*Assignment:* Output, exactly and in full, the entries that appear below.

*Records for this task:*
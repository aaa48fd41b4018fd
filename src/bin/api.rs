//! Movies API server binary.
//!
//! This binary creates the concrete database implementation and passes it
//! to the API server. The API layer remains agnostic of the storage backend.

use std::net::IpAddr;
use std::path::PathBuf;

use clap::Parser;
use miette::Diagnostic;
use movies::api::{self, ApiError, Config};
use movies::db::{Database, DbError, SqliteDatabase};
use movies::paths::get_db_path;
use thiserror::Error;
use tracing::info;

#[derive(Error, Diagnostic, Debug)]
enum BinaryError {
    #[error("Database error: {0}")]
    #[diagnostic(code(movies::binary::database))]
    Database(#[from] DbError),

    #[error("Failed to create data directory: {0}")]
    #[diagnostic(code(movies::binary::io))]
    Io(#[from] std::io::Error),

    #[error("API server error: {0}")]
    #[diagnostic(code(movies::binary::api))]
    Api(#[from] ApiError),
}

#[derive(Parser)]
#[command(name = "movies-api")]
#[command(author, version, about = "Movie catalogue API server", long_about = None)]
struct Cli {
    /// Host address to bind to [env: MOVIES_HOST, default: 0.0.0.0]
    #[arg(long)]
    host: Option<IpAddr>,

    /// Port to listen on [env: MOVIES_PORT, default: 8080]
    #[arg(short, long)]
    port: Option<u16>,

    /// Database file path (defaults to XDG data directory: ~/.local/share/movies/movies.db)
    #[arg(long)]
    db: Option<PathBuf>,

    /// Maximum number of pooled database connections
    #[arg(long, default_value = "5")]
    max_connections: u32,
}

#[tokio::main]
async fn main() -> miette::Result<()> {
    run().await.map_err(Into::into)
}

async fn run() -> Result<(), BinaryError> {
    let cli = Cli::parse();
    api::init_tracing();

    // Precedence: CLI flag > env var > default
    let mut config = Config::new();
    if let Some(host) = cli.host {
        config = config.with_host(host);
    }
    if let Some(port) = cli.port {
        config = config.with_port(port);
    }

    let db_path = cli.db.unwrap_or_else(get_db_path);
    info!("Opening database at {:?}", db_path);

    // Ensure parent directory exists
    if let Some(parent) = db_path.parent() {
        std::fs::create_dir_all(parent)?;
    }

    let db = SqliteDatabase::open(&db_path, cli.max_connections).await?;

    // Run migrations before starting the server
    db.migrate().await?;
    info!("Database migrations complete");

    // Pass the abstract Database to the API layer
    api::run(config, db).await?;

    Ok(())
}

*Solution below:*
repository aaa48fd41b4018fd
filename src/bin/api.rs
//! Movies API server binary.
//!
//! This binary creates the concrete database implementation and passes it
//! to the API server. The API layer remains agnostic of the storage backend.

use std::net::IpAddr;
use std::path::PathBuf;

use clap::Parser;
use miette::Diagnostic;
use movies::api::{self, ApiError, Config};
use movies::db::{Database, DbError, SqliteDatabase};
use movies::paths::get_db_path;
use thiserror::Error;
use tracing::info;

#[derive(Error, Diagnostic, Debug)]
enum BinaryError {
    #[error("Database error: {0}")]
    #[diagnostic(code(movies::binary::database))]
    Database(#[from] DbError),

    #[error("Failed to create data directory: {0}")]
    #[diagnostic(code(movies::binary::io))]
    Io(#[from] std::io::Error),

    #[error("API server error: {0}")]
    #[diagnostic(code(movies::binary::api))]
    Api(#[from] ApiError),
}

#[derive(Parser)]
#[command(name = "movies-api")]
#[command(author, version, about = "Movie catalogue API server", long_about = None)]
struct Cli {
    /// Host address to bind to [env: MOVIES_HOST, default: 0.0.0.0]
    #[arg(long)]
    host: Option<IpAddr>,

    /// Port to listen on [env: MOVIES_PORT, default: 8080]
    #[arg(short, long)]
    port: Option<u16>,

    /// Database file path (defaults to XDG data directory: ~/.local/share/movies/movies.db)
    #[arg(long)]
    db: Option<PathBuf>,

    /// Maximum number of pooled database connections
    #[arg(long, default_value = "5")]
    max_connections: u32,
}

#[tokio::main]
async fn main() -> miette::Result<()> {
    run().await.map_err(Into::into)
}

async fn run() -> Result<(), BinaryError> {
    let cli = Cli::parse();
    api::init_tracing();

    // Precedence: CLI flag > env var > default
    let mut config = Config::new();
    if let Some(host) = cli.host {
        config = config.with_host(host);
    }
    if let Some(port) = cli.port {
        config = config.with_port(port);
    }

    let db_path = cli.db.unwrap_or_else(get_db_path);
    info!("Opening database at {:?}", db_path);

    // Ensure parent directory exists
    if let Some(parent) = db_path.parent() {
        std::fs::create_dir_all(parent)?;
    }

    let db = SqliteDatabase::open(&db_path, cli.max_connections).await?;

    // Run migrations before starting the server
    db.migrate().await?;
    info!("Database migrations complete");

    // Pass the abstract Database to the API layer
    api::run(config, db).await?;

    Ok(())
}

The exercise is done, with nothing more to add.